Task description
Work through the data below and copy out every line where "whole" is found.

Input
//! # Particle Pool
//!
//! Contiguous particle storage with job-parallel bulk operations.
//!
//! ```text
//!   particles: [ live live live live | recycled recycled recycled ]
//!                0                alive                      capacity
//! ```
//!
//! Every bulk operation follows the same pattern: plan groups over its
//! index range, split the storage into one disjoint `&mut` window per group,
//! submit all groups to the scheduler, then join.

use std::sync::Arc;

use ember_jobs::{Job, JobScheduler, JobSystem, JobSystemConfig};

use crate::config::PoolConfig;
use crate::error::ParticleResult;
use crate::group::{ideal_group_count, ideal_group_count_for, GroupPlan};
use crate::record::{Particle, ParticleRecord};
use crate::view::ParticleGroup;

/// A pool of particle records.
///
/// # Thread Safety
///
/// The pool performs no internal locking. Mutating operations take
/// `&mut self`, so resize/recycle can never overlap a bulk call on the same
/// pool; parallelism lives entirely inside each call.
pub struct ParticlePool<P: ParticleRecord = Particle> {
    /// Live records are `particles[..alive]`.
    alive: u32,
    /// Capacity; always equals `particles.len()`.
    max_size: u32,
    particles: Vec<P>,
    /// Ceiling on groups per bulk operation, at least 1.
    max_groups: u32,
    /// Records per group at the configured group byte size.
    ideal_group_count: u32,
    scheduler: Arc<dyn JobScheduler>,
}

impl<P: ParticleRecord> ParticlePool<P> {
    /// Creates an empty pool (capacity 0) that dispatches to `scheduler`.
    ///
    /// At most one group per scheduler worker is used.
    #[must_use]
    pub fn new(scheduler: Arc<dyn JobScheduler>) -> Self {
        let max_groups = worker_groups(scheduler.as_ref());
        Self {
            alive: 0,
            max_size: 0,
            particles: Vec::new(),
            max_groups,
            ideal_group_count: ideal_group_count::<P>(),
            scheduler,
        }
    }

    /// Creates a pool from a validated configuration.
    ///
    /// # Errors
    ///
    /// Returns an error if the configuration is invalid.
    pub fn with_config(
        scheduler: Arc<dyn JobScheduler>,
        config: &PoolConfig,
    ) -> ParticleResult<Self> {
        config.validate()?;

        let mut pool = Self::new(scheduler);
        pool.ideal_group_count = ideal_group_count_for::<P>(config.group_bytes);
        if config.max_groups > 0 {
            pool.max_groups = config.max_groups;
        }
        if config.initial_capacity > 0 {
            pool.resize(config.initial_capacity);
        }
        Ok(pool)
    }

    /// Creates a pool backed by its own [`JobSystem`].
    ///
    /// # Errors
    ///
    /// Returns an error if either configuration is invalid or the worker
    /// threads cannot be started.
    pub fn threaded(config: &PoolConfig, jobs: JobSystemConfig) -> ParticleResult<Self> {
        let scheduler: Arc<dyn JobScheduler> = Arc::new(JobSystem::new(jobs)?);
        Self::with_config(scheduler, config)
    }

    /// Sets the capacity to `size` records.
    ///
    /// Growing appends zeroed records; shrinking drops the tail. Records
    /// below the new capacity are preserved and the alive count is clamped
    /// to it.
    pub fn resize(&mut self, size: u32) {
        self.particles.resize(size as usize, P::zeroed());
        self.max_size = size;
        self.alive = self.alive.min(size);

        tracing::debug!(capacity = size, alive = self.alive, "particle pool resized");
    }

    /// Sets the alive count back to `begin_pos`.
    ///
    /// Records in `[begin_pos, alive)` are discarded logically; their memory
    /// is left untouched until the next spawn overwrites it.
    ///
    /// # Panics
    ///
    /// Panics in debug builds if `begin_pos > alive()`. Release builds keep
    /// the alive count unchanged in that case.
    pub fn recycle(&mut self, begin_pos: u32) {
        debug_assert!(
            begin_pos <= self.alive,
            "recycle position {begin_pos} beyond alive count {}",
            self.alive
        );
        self.alive = begin_pos.min(self.alive);
    }

    /// Discards every live record. Capacity is retained.
    pub fn reset(&mut self) {
        self.recycle(0);
    }

    /// Claims up to `num` new live slots and initializes them in parallel.
    ///
    /// The alive count grows to `min(alive + num, size())`; requests past
    /// capacity are silently truncated. `func(group, start, end, alive)` is
    /// called once per group of the new range, where `alive` is the
    /// post-spawn alive count. Returns the index of the first new slot (the
    /// previous alive count); compare against [`alive`](Self::alive) to see
    /// how many slots were actually claimed.
    ///
    /// Blocks until every group has finished.
    pub fn parallel_spawn<F>(&mut self, num: u32, func: F) -> u32
    where
        F: Fn(ParticleGroup<'_, P>, u32, u32, u32) + Sync,
    {
        let old = self.alive;
        self.alive = old.saturating_add(num).min(self.max_size);
        let alive = self.alive;

        let func = &func;
        self.dispatch_mut(old, alive, move |group| {
            let (start, end) = (group.start(), group.end());
            func(group, start, end, alive);
        });
        old
    }

    /// Re-processes live records `[begin, alive)` in parallel.
    ///
    /// `func(group, start, end)` is called once per group. Does nothing if
    /// `begin >= alive()`. Each group only sees its own records; work that
    /// reads records of other groups belongs in [`event`](Self::event).
    ///
    /// Blocks until every group has finished.
    pub fn parallel_update<F>(&mut self, begin: u32, func: F)
    where
        F: Fn(ParticleGroup<'_, P>, u32, u32) + Sync,
    {
        let alive = self.alive;
        let func = &func;
        self.dispatch_mut(begin, alive, move |group| {
            let (start, end) = (group.start(), group.end());
            func(group, start, end);
        });
    }

    /// Runs `func(storage, begin, alive)` once on the calling thread.
    ///
    /// `storage` is the whole backing array, for operations that need to see
    /// or move records across the full live range at once. Returns whatever
    /// `func` returns.
    pub fn event<F, R>(&mut self, begin: u32, func: F) -> R
    where
        F: FnOnce(&mut [P], u32, u32) -> R,
    {
        let alive = self.alive;
        func(self.particles.as_mut_slice(), begin, alive)
    }

    /// Traverses live records `[0, alive)` in parallel, read-only.
    ///
    /// `func(storage, start, end)` is called once per group with the whole
    /// backing array; each call should only read `storage[start..end]`.
    /// Does nothing on an empty pool.
    ///
    /// Blocks until every group has finished.
    pub fn render_all<F>(&self, func: F)
    where
        F: Fn(&[P], u32, u32) + Sync,
    {
        let Some(plan) = self.group_plan(self.alive) else {
            return;
        };
        tracing::trace!(count = self.alive, tasks = plan.task_count(), "render particle groups");

        let storage = self.particles.as_slice();
        let func = &func;
        let jobs: Vec<Job<'_>> = plan
            .ranges(0)
            .map(|range| Box::new(move || func(storage, range.start, range.end)) as Job<'_>)
            .collect();

        self.scheduler.dispatch_and_join(jobs);
    }

    /// Capacity in records.
    #[inline]
    #[must_use]
    pub const fn size(&self) -> u32 {
        self.max_size
    }

    /// Number of live records.
    #[inline]
    #[must_use]
    pub const fn alive(&self) -> u32 {
        self.alive
    }

    /// The whole backing array, including recycled slots past `alive()`.
    #[inline]
    #[must_use]
    pub fn particle_data(&self) -> &[P] {
        &self.particles
    }

    /// The live records, `[0, alive)`.
    #[inline]
    #[must_use]
    pub fn live(&self) -> &[P] {
        &self.particles[..self.alive as usize]
    }

    /// Ceiling on groups per bulk operation.
    #[inline]
    #[must_use]
    pub const fn max_groups(&self) -> u32 {
        self.max_groups
    }

    /// Sets the ceiling on groups per bulk operation (at least 1).
    pub fn set_max_groups(&mut self, max_groups: u32) {
        self.max_groups = max_groups.max(1);
    }

    /// Records per group before a bulk operation is worth splitting.
    #[inline]
    #[must_use]
    pub const fn ideal_group_count(&self) -> u32 {
        self.ideal_group_count
    }

    /// How a bulk operation over `count` records would be split.
    #[must_use]
    pub fn group_plan(&self, count: u32) -> Option<GroupPlan> {
        GroupPlan::calc(count, self.ideal_group_count, self.max_groups)
    }

    /// Splits `[begin, end)` into groups and runs `func` on each, in
    /// parallel, joining before return.
    fn dispatch_mut<F>(&mut self, begin: u32, end: u32, func: F)
    where
        F: Fn(ParticleGroup<'_, P>) + Sync,
    {
        let Some(plan) = self.group_plan(end.saturating_sub(begin)) else {
            return;
        };
        tracing::trace!(begin, end, tasks = plan.task_count(), "dispatch particle groups");

        let func = &func;
        let mut rest = &mut self.particles[begin as usize..end as usize];
        let mut jobs: Vec<Job<'_>> = Vec::with_capacity(plan.task_count() as usize);

        for range in plan.ranges(begin) {
            let (head, tail) = std::mem::take(&mut rest).split_at_mut(range.len());
            rest = tail;

            let group = ParticleGroup::new(range.start, head);
            jobs.push(Box::new(move || func(group)));
        }
        debug_assert!(rest.is_empty());

        self.scheduler.dispatch_and_join(jobs);
    }
}

/// One group per worker, at least one.
fn worker_groups(scheduler: &dyn JobScheduler) -> u32 {
    u32::try_from(scheduler.worker_count()).unwrap_or(u32::MAX).max(1)
}

impl<P: ParticleRecord> std::fmt::Debug for ParticlePool<P> {
    fn fmt(&self, f: &mut std::fmt::Formatter<'_>) -> std::fmt::Result {
        f.debug_struct("ParticlePool")
            .field("alive", &self.alive)
            .field("capacity", &self.max_size)
            .field("max_groups", &self.max_groups)
            .field("ideal_group_count", &self.ideal_group_count)
            .finish_non_exhaustive()
    }
}
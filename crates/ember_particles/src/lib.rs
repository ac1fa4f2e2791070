//! # EMBER Particles
//!
//! Data-oriented, job-parallel particle storage.
//!
//! A [`ParticlePool`] owns one contiguous array of fixed-size particle
//! records. Records in `[0, alive)` are live; the rest of the array is
//! recycled capacity. Bulk operations split their index range into a few
//! equal groups, hand each group to the job scheduler, and join before
//! returning.
//!
//! ## Architecture Rules
//!
//! 1. **Live records are a contiguous prefix** - no live/dead interleaving
//! 2. **Static partitioning** - groups are sized once per call, no stealing
//! 3. **No locks in the pool** - `&mut self` is the single-writer discipline
//!
//! ## Example
//!
//! ```rust,ignore
//! use std::sync::Arc;
//! use ember_jobs::{JobSystem, JobSystemConfig};
//! use ember_particles::{Particle, ParticlePool};
//!
//! let jobs = Arc::new(JobSystem::new(JobSystemConfig::default())?);
//! let mut pool: ParticlePool<Particle> = ParticlePool::new(jobs);
//! pool.resize(100_000);
//!
//! let begin = pool.parallel_spawn(1_000, |mut group, start, end, _alive| {
//!     for index in start..end {
//!         group[index].lifetime = 2.0;
//!     }
//! });
//! ```

#![deny(missing_docs)]
#![deny(unsafe_code)]
#![deny(clippy::all)]
#![warn(clippy::pedantic)]
#![deny(clippy::perf)]

pub mod config;
pub mod error;
pub mod group;
pub mod pool;
pub mod record;
pub mod simulation;
pub mod view;

pub use config::PoolConfig;
pub use error::{ParticleError, ParticleResult};
pub use group::{ideal_group_count, GroupPlan, GroupRanges, IDEAL_GROUP_BYTES};
pub use pool::ParticlePool;
pub use record::{Particle, ParticleRecord};
pub use simulation::{integrate, live_bounds, recycle_expired, Bounds, Emitter, SpawnReport};
pub use view::ParticleGroup;
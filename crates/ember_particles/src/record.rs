//! # Particle Records
//!
//! Particle records are plain data. The pool never looks inside them; it
//! only needs their size (to pick a group size) and the guarantee that they
//! can be bitwise copied, zero-initialized, and shared across threads.

use bytemuck::{Pod, Zeroable};

/// Marker trait for values stored in a [`ParticlePool`](crate::ParticlePool).
///
/// Records must be:
/// - `Pod`: plain old data, bitwise copyable, valid when zeroed
/// - `Send + Sync`: groups are processed on worker threads
///
/// Implemented for every type that meets those bounds, so simulation code
/// can define its own record layout:
///
/// ```rust,ignore
/// #[derive(Clone, Copy, Pod, Zeroable)]
/// #[repr(C)]
/// struct Spark {
///     position: [f32; 2],
///     heat: f32,
///     _padding: f32,
/// }
///
/// let pool: ParticlePool<Spark> = ParticlePool::new(jobs);
/// ```
pub trait ParticleRecord: Pod + Send + Sync {}

impl<T: Pod + Send + Sync> ParticleRecord for T {}

/// Default particle record, 64 bytes.
///
/// A particle is alive while `age < lifetime`.
#[derive(Clone, Copy, Debug, Default, PartialEq, Pod, Zeroable)]
#[repr(C)]
pub struct Particle {
    /// World-space position.
    pub position: [f32; 3],
    /// Seconds the particle lives for.
    pub lifetime: f32,
    /// World-space velocity, units per second.
    pub velocity: [f32; 3],
    /// Seconds since spawn.
    pub age: f32,
    /// Linear RGBA color.
    pub color: [f32; 4],
    /// Per-axis scale.
    pub scale: [f32; 3],
    /// Rotation around the view axis, radians.
    pub rotation: f32,
}

impl Particle {
    /// Creates a particle at rest at `position`.
    #[inline]
    #[must_use]
    pub const fn at(position: [f32; 3], lifetime: f32) -> Self {
        Self {
            position,
            lifetime,
            velocity: [0.0; 3],
            age: 0.0,
            color: [1.0; 4],
            scale: [1.0; 3],
            rotation: 0.0,
        }
    }

    /// Returns true while the particle has lifetime left.
    #[inline]
    #[must_use]
    pub fn is_alive(&self) -> bool {
        self.age < self.lifetime
    }

    /// Returns age as a fraction of lifetime, clamped to `[0, 1]`.
    #[inline]
    #[must_use]
    pub fn normalized_age(&self) -> f32 {
        if self.lifetime <= 0.0 {
            return 1.0;
        }
        (self.age / self.lifetime).clamp(0.0, 1.0)
    }
}
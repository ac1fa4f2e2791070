//! Property tests for group partitioning.

use ember_particles::GroupPlan;
use proptest::prelude::*;

proptest! {
    #[test]
    fn prop_group_count_within_limits(
        count in 1u32..2_000_000,
        ideal in 1u32..100_000,
        max_groups in 1u32..256,
    ) {
        let plan = GroupPlan::calc(count, ideal, max_groups).unwrap();
        prop_assert!(plan.group_num >= 1);
        prop_assert!(plan.group_num <= max_groups);
        prop_assert_eq!(
            plan.group_num * plan.count_per_group + plan.last_group_count,
            count
        );
    }

    #[test]
    fn prop_ranges_tile_without_gaps(
        begin in 0u32..1_000_000,
        count in 1u32..500_000,
        ideal in 1u32..20_000,
        max_groups in 1u32..64,
    ) {
        let plan = GroupPlan::calc(count, ideal, max_groups).unwrap();
        let ranges: Vec<_> = plan.ranges(begin).collect();

        prop_assert_eq!(ranges.len() as u32, plan.task_count());
        let mut cursor = begin;
        for range in &ranges {
            prop_assert_eq!(range.start, cursor);
            prop_assert!(range.end > range.start);
            cursor = range.end;
        }
        prop_assert_eq!(cursor, begin + count);
    }

    #[test]
    fn prop_small_ranges_single_group(
        count in 1u32..1024,
        max_groups in 1u32..64,
    ) {
        let plan = GroupPlan::calc(count, 1024, max_groups).unwrap();
        prop_assert_eq!(plan.group_num, 1);
        prop_assert_eq!(plan.count_per_group, count);
        prop_assert_eq!(plan.last_group_count, 0);
    }
}

#[test]
fn test_zero_count_dispatches_nothing() {
    assert!(GroupPlan::calc(0, 1, 1).is_none());
}
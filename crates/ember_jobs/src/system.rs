//! # Job System
//!
//! A dedicated `rayon` thread pool behind the [`JobScheduler`] capability.
//!
//! ## Architecture
//!
//! ```text
//!   dispatch_and_join ──> pool.scope(|s| ...) ──> s.spawn(job0)
//!                              │                  s.spawn(job1)  ──> worker 0..N
//!                              │                  s.spawn(jobN)
//!                              └──── returns once every spawn has finished
//! ```
//!
//! The scope is the join barrier: jobs may borrow from the dispatching
//! thread because the scope cannot end before they do. A job that
//! dispatches a nested batch runs it on the same pool, and the waiting
//! worker steals queued work instead of blocking.

use std::sync::atomic::{AtomicU64, Ordering};
use std::thread;

use rayon::{ThreadPool, ThreadPoolBuilder};

use crate::error::{JobError, JobResult};
use crate::scheduler::{Job, JobScheduler};

/// Configuration for the job system.
#[derive(Clone, Debug, PartialEq, Eq)]
pub struct JobSystemConfig {
    /// Number of worker threads. Zero lets rayon choose (`RAYON_NUM_THREADS`
    /// or one per logical CPU).
    pub worker_count: usize,
    /// Prefix for worker thread names (`<prefix>-<index>`).
    pub thread_name: String,
}

impl Default for JobSystemConfig {
    fn default() -> Self {
        Self {
            worker_count: 0,
            thread_name: String::from("ember-job"),
        }
    }
}

impl JobSystemConfig {
    /// A single background worker.
    #[must_use]
    pub fn single_worker() -> Self {
        Self {
            worker_count: 1,
            ..Self::default()
        }
    }

    /// Checks the configuration for values the OS would reject.
    ///
    /// # Errors
    ///
    /// Returns [`JobError::InvalidConfig`] if the thread name is empty or
    /// contains a NUL byte.
    pub fn validate(&self) -> JobResult<()> {
        if self.thread_name.is_empty() {
            return Err(JobError::InvalidConfig("thread_name must not be empty".into()));
        }
        if self.thread_name.contains('\0') {
            return Err(JobError::InvalidConfig(
                "thread_name must not contain NUL bytes".into(),
            ));
        }
        Ok(())
    }
}

/// Job system counters.
#[derive(Clone, Copy, Debug, Default, PartialEq, Eq)]
pub struct JobStats {
    /// Non-empty batches submitted to `dispatch_and_join`.
    pub batches: u64,
    /// Jobs that ran to completion or panicked.
    pub jobs_executed: u64,
    /// Jobs that panicked.
    pub jobs_panicked: u64,
}

#[derive(Default)]
struct Counters {
    batches: AtomicU64,
    jobs_executed: AtomicU64,
    jobs_panicked: AtomicU64,
}

/// Counts one job when dropped, including while unwinding out of it.
struct JobGuard<'a>(&'a Counters);

impl Drop for JobGuard<'_> {
    fn drop(&mut self) {
        if thread::panicking() {
            self.0.jobs_panicked.fetch_add(1, Ordering::Relaxed);
            let current = thread::current();
            tracing::error!(thread = ?current.name(), "job panicked");
        }
        self.0.jobs_executed.fetch_add(1, Ordering::Relaxed);
    }
}

/// A dedicated worker pool implementing [`JobScheduler`].
///
/// Batches from any number of threads may be dispatched concurrently. A job
/// panic does not kill its worker: the batch still finishes and the first
/// panic is resumed on the dispatching thread.
pub struct JobSystem {
    config: JobSystemConfig,
    pool: ThreadPool,
    counters: Counters,
}

impl JobSystem {
    /// Starts a job system with the given configuration.
    ///
    /// # Errors
    ///
    /// Returns an error if the configuration is invalid or the worker pool
    /// cannot be built.
    pub fn new(config: JobSystemConfig) -> JobResult<Self> {
        config.validate()?;

        let prefix = config.thread_name.clone();
        let pool = ThreadPoolBuilder::new()
            .num_threads(config.worker_count)
            .thread_name(move |index| format!("{prefix}-{index}"))
            .build()
            .map_err(|e| JobError::PoolBuild(e.to_string()))?;

        tracing::debug!(workers = pool.current_num_threads(), "job system started");

        Ok(Self {
            config,
            pool,
            counters: Counters::default(),
        })
    }

    /// Returns the configuration the system was started with.
    #[must_use]
    pub fn config(&self) -> &JobSystemConfig {
        &self.config
    }

    /// Returns a snapshot of the job counters.
    #[must_use]
    pub fn stats(&self) -> JobStats {
        JobStats {
            batches: self.counters.batches.load(Ordering::Relaxed),
            jobs_executed: self.counters.jobs_executed.load(Ordering::Relaxed),
            jobs_panicked: self.counters.jobs_panicked.load(Ordering::Relaxed),
        }
    }
}

impl JobScheduler for JobSystem {
    fn worker_count(&self) -> usize {
        self.pool.current_num_threads()
    }

    fn dispatch_and_join<'scope>(&self, jobs: Vec<Job<'scope>>) {
        if jobs.is_empty() {
            return;
        }
        self.counters.batches.fetch_add(1, Ordering::Relaxed);

        let counters = &self.counters;
        self.pool.scope(move |s| {
            for job in jobs {
                s.spawn(move |_| {
                    let _guard = JobGuard(counters);
                    job();
                });
            }
        });
    }
}

impl Drop for JobSystem {
    fn drop(&mut self) {
        tracing::debug!(stats = ?self.stats(), "job system shut down");
    }
}

impl std::fmt::Debug for JobSystem {
    fn fmt(&self, f: &mut std::fmt::Formatter<'_>) -> std::fmt::Result {
        f.debug_struct("JobSystem")
            .field("config", &self.config)
            .field("workers", &self.pool.current_num_threads())
            .field("stats", &self.stats())
            .finish()
    }
}

#[cfg(test)]
mod tests {
    use super::*;
    use std::panic::{self, AssertUnwindSafe};
    use std::sync::atomic::AtomicUsize;

    fn system(workers: usize) -> JobSystem {
        JobSystem::new(JobSystemConfig {
            worker_count: workers,
            ..JobSystemConfig::default()
        })
        .unwrap()
    }

    #[test]
    fn test_default_config() {
        let config = JobSystemConfig::default();
        assert_eq!(config.worker_count, 0);
        assert!(config.validate().is_ok());
        assert_eq!(JobSystemConfig::single_worker().worker_count, 1);
    }

    #[test]
    fn test_invalid_thread_name() {
        let config = JobSystemConfig {
            thread_name: String::new(),
            ..JobSystemConfig::default()
        };
        assert!(matches!(JobSystem::new(config), Err(JobError::InvalidConfig(_))));

        let config = JobSystemConfig {
            thread_name: "bad\0name".into(),
            ..JobSystemConfig::default()
        };
        assert!(matches!(config.validate(), Err(JobError::InvalidConfig(_))));
    }

    #[test]
    fn test_worker_count() {
        assert_eq!(system(3).worker_count(), 3);
        assert_eq!(JobSystem::new(JobSystemConfig::single_worker()).unwrap().worker_count(), 1);
        assert!(system(0).worker_count() >= 1);
    }

    #[test]
    fn test_runs_every_job() {
        let jobs = system(4);
        let counter = AtomicUsize::new(0);
        let counter_ref = &counter;

        let batch: Vec<Job<'_>> = (0..64)
            .map(|_| {
                Box::new(move || {
                    counter_ref.fetch_add(1, Ordering::Relaxed);
                }) as Job<'_>
            })
            .collect();
        jobs.dispatch_and_join(batch);

        assert_eq!(counter.load(Ordering::Relaxed), 64);
        let stats = jobs.stats();
        assert_eq!(stats.batches, 1);
        assert_eq!(stats.jobs_executed, 64);
        assert_eq!(stats.jobs_panicked, 0);
    }

    #[test]
    fn test_jobs_borrow_disjoint_halves() {
        let jobs = system(2);

        let mut data = vec![0u8; 16];
        {
            let (a, b) = data.split_at_mut(8);
            jobs.dispatch_and_join(vec![
                Box::new(move || a.fill(7)),
                Box::new(move || b.fill(9)),
            ]);
        }
        assert_eq!(&data[..8], &[7; 8]);
        assert_eq!(&data[8..], &[9; 8]);
    }

    #[test]
    fn test_empty_batch_not_counted() {
        let jobs = system(1);
        jobs.dispatch_and_join(Vec::new());
        assert_eq!(jobs.stats(), JobStats::default());
    }

    #[test]
    fn test_panic_resumed_after_join() {
        let jobs = system(2);
        let finished = AtomicUsize::new(0);
        let finished_ref = &finished;

        let result = panic::catch_unwind(AssertUnwindSafe(|| {
            jobs.dispatch_and_join(vec![
                Box::new(|| panic!("boom")),
                Box::new(move || {
                    finished_ref.fetch_add(1, Ordering::Relaxed);
                }),
                Box::new(move || {
                    finished_ref.fetch_add(1, Ordering::Relaxed);
                }),
            ]);
        }));

        let payload = result.unwrap_err();
        assert_eq!(*payload.downcast_ref::<&str>().unwrap(), "boom");
        // Every non-panicking job still ran before the panic was resumed.
        assert_eq!(finished.load(Ordering::Relaxed), 2);
        assert_eq!(jobs.stats().jobs_panicked, 1);
        assert_eq!(jobs.stats().jobs_executed, 3);

        // Workers survive a panicking job.
        let again = AtomicUsize::new(0);
        let again_ref = &again;
        jobs.dispatch_and_join(vec![Box::new(move || {
            again_ref.fetch_add(1, Ordering::Relaxed);
        })]);
        assert_eq!(again.load(Ordering::Relaxed), 1);
    }

    #[test]
    fn test_nested_dispatch_does_not_deadlock() {
        let jobs = system(1);
        let jobs_ref = &jobs;
        let counter = AtomicUsize::new(0);
        let counter_ref = &counter;

        let outer: Vec<Job<'_>> = (0..4)
            .map(|_| {
                Box::new(move || {
                    let inner: Vec<Job<'_>> = (0..4)
                        .map(|_| {
                            Box::new(move || {
                                counter_ref.fetch_add(1, Ordering::Relaxed);
                            }) as Job<'_>
                        })
                        .collect();
                    jobs_ref.dispatch_and_join(inner);
                }) as Job<'_>
            })
            .collect();
        jobs.dispatch_and_join(outer);

        assert_eq!(counter.load(Ordering::Relaxed), 16);
        assert_eq!(jobs.stats().batches, 5);
    }
}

Final answer
    /// `storage` is the whole backing array, for operations that need to see
    /// `func(storage, start, end)` is called once per group with the whole
    /// The whole backing array, including recycled slots past `alive()`.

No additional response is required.